Такие известия нас крайне удивили и показались невероятными. Мы решили немедленно послать разъезд, чтобы разыскать отряды Тимонина, установить с ним связь и выяснить создавшуюся обстановку.
Спустя пару часов послали еще один разъезд, более сильный. Ни первый, ни второй разъезд тимонинских отрядов не обнаружил. Сведения, которые им удалось собрать, были самые разноречивые. По одним сведениям, Тимонин отступил на Кыштым, по другим выходило, что его отряд разбит и рассеялся по лесу. И то и другое было плохо.
Посоветовавшись с комиссаром, мы решили отвести и сосредоточить свой отряд на узком перешейке между озерами Увильды и Малые Ирдиги.
Пока отряд перебирался на новую позицию, я отправился в Кузнецкое, где был расположен 2-й Рождественский отряд, к командиру его Тряпицину, чтобы узнать, что произошло с отрядом Тимонина.
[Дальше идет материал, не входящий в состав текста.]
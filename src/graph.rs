//! Bidirectional reference graph over a source tree.
//!
//! Runs the scanner over every collected file and records which files
//! reference which other files through relative path literals. Anything the
//! rewriter could not safely follow (foreign syntax, interpolation, missing
//! targets, unparseable files) lands in the invalid-reference set instead of
//! the graph. Built once per run; read-only afterwards.

use crate::scanner::{self, FileScan, PathTokenKind};
use rayon::prelude::*;
use serde::Serialize;
use std::collections::{BTreeMap, BTreeSet};
use std::path::{Path, PathBuf};

/// Why a reference was excluded from the graph.
#[derive(Debug, Clone, Copy, PartialEq, Eq, Serialize)]
#[serde(rename_all = "snake_case")]
pub enum InvalidReason {
    /// Not a `./`/`../` literal (absolute, home or search-path syntax).
    ForeignSyntax,
    /// The literal contains `${...}` interpolation.
    Interpolated,
    /// Relative syntax, but the resolved target does not exist.
    MissingTarget,
    /// The whole file failed to read or parse; its references are unknown.
    Unparseable,
}

/// One reference that could not be entered into the graph.
#[derive(Debug, Clone, Serialize)]
pub struct InvalidReference {
    /// Literal text as written; empty for interpolated tokens and whole-file
    /// failures.
    pub text: String,
    pub reason: InvalidReason,
}

/// Forward and reverse reference maps plus the invalid-reference set.
///
/// Invariant: `target ∈ forward[src]` iff `src ∈ reverse[target]`.
/// Self-references are dropped during construction.
#[derive(Debug, Default)]
pub struct ReferenceGraph {
    forward: BTreeMap<PathBuf, BTreeSet<PathBuf>>,
    reverse: BTreeMap<PathBuf, BTreeSet<PathBuf>>,
    invalid: BTreeMap<PathBuf, Vec<InvalidReference>>,
}

impl ReferenceGraph {
    /// Builds the graph from the given source files.
    ///
    /// Files parse in parallel; results merge sequentially under this single
    /// aggregation barrier, so construction order never affects the maps.
    pub fn build(files: &[PathBuf]) -> ReferenceGraph {
        let scans: Vec<FileScan> = files.par_iter().map(|f| scanner::scan_file(f)).collect();

        let mut graph = ReferenceGraph::default();
        for scan in scans {
            graph.merge_scan(scan);
        }
        graph
    }

    fn merge_scan(&mut self, scan: FileScan) {
        let file = scanner::normalize(&scan.file);

        if scan.unparseable {
            self.flag(
                file,
                InvalidReference {
                    text: String::new(),
                    reason: InvalidReason::Unparseable,
                },
            );
            return;
        }

        for token in scan.tokens {
            match token.kind {
                PathTokenKind::Relative => {
                    let target = scanner::resolve_token(&file, &token.text);
                    if target == file {
                        continue;
                    }
                    if target.exists() {
                        self.insert_edge(&file, &target);
                    } else {
                        self.flag(
                            file.clone(),
                            InvalidReference {
                                text: token.text,
                                reason: InvalidReason::MissingTarget,
                            },
                        );
                    }
                }
                PathTokenKind::Foreign => self.flag(
                    file.clone(),
                    InvalidReference {
                        text: token.text,
                        reason: InvalidReason::ForeignSyntax,
                    },
                ),
                PathTokenKind::Interpolated => self.flag(
                    file.clone(),
                    InvalidReference {
                        text: token.text,
                        reason: InvalidReason::Interpolated,
                    },
                ),
            }
        }
    }

    fn insert_edge(&mut self, src: &Path, target: &Path) {
        self.forward
            .entry(src.to_path_buf())
            .or_default()
            .insert(target.to_path_buf());
        self.reverse
            .entry(target.to_path_buf())
            .or_default()
            .insert(src.to_path_buf());
    }

    fn flag(&mut self, file: PathBuf, invalid: InvalidReference) {
        self.invalid.entry(file).or_default().push(invalid);
    }

    /// Files that `file` references.
    pub fn references(&self, file: &Path) -> Option<&BTreeSet<PathBuf>> {
        self.forward.get(file)
    }

    /// Files that reference `file` (or the directory `file`).
    pub fn referenced_by(&self, file: &Path) -> Option<&BTreeSet<PathBuf>> {
        self.reverse.get(file)
    }

    /// Whether `file` used any reference style the engine cannot follow.
    pub fn is_flagged(&self, file: &Path) -> bool {
        self.invalid.contains_key(file)
    }

    /// The invalid-reference set, keyed by referencing file.
    pub fn invalid_references(&self) -> &BTreeMap<PathBuf, Vec<InvalidReference>> {
        &self.invalid
    }

    /// Number of distinct (source, target) edges.
    pub fn edge_count(&self) -> usize {
        self.forward.values().map(|s| s.len()).sum()
    }

    /// Number of files with at least one outgoing edge.
    pub fn referencing_file_count(&self) -> usize {
        self.forward.len()
    }

    /// Checks the forward/reverse mirror invariant. Test support.
    pub fn is_symmetric(&self) -> bool {
        let forward_ok = self.forward.iter().all(|(src, targets)| {
            targets
                .iter()
                .all(|t| self.reverse.get(t).is_some_and(|r| r.contains(src)))
        });
        let reverse_ok = self.reverse.iter().all(|(target, sources)| {
            sources
                .iter()
                .all(|s| self.forward.get(s).is_some_and(|f| f.contains(target)))
        });
        forward_ok && reverse_ok
    }
}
Когда я подъехал к месту расположения отряда, то увидел, что Тряпицин стоит на телеге, запряженной огромным серым жеребцом, и что-то доказывает своим партизанам, а те хором кричат ему что-то в ответ. Шум стоял неимоверный, и слабый голос Тряпицина терялся в нем. Я не мог расслышать, о чем он говорил, и стал пробираться через толпу поближе к Тряпицину. Вскоре я понял, что он требует, чтобы отряд приготовился к немедленному отступлению, а партизаны не соглашались покидать Тютняры. Наконец потеряв самообладание, Тряпицин закричал:
- Кто не хочет идти с нами, должен немедленно сдать оружие!
Эта последняя фраза развязала руки всем случайно попавшим в отряд. Они с наглым видом стали подходить к импровизированной трибуне и со злостью кидали винтовки к ногам Тряпицина.
Не успел Тряпицин опомниться, как половина его людей исчезла. Медленно обведя взглядом остатки своего отряда и посмотрев на телегу, где лежала груда винтовок, он тяжело вздохнул. Потом обернулся ко мне и спросил:
- Как у вас там?
- Ничего, - ответил я. - Мы решили занять перешеек за мельницей. А где Тимонин со своими отрядами? - спросил я Тряпицина.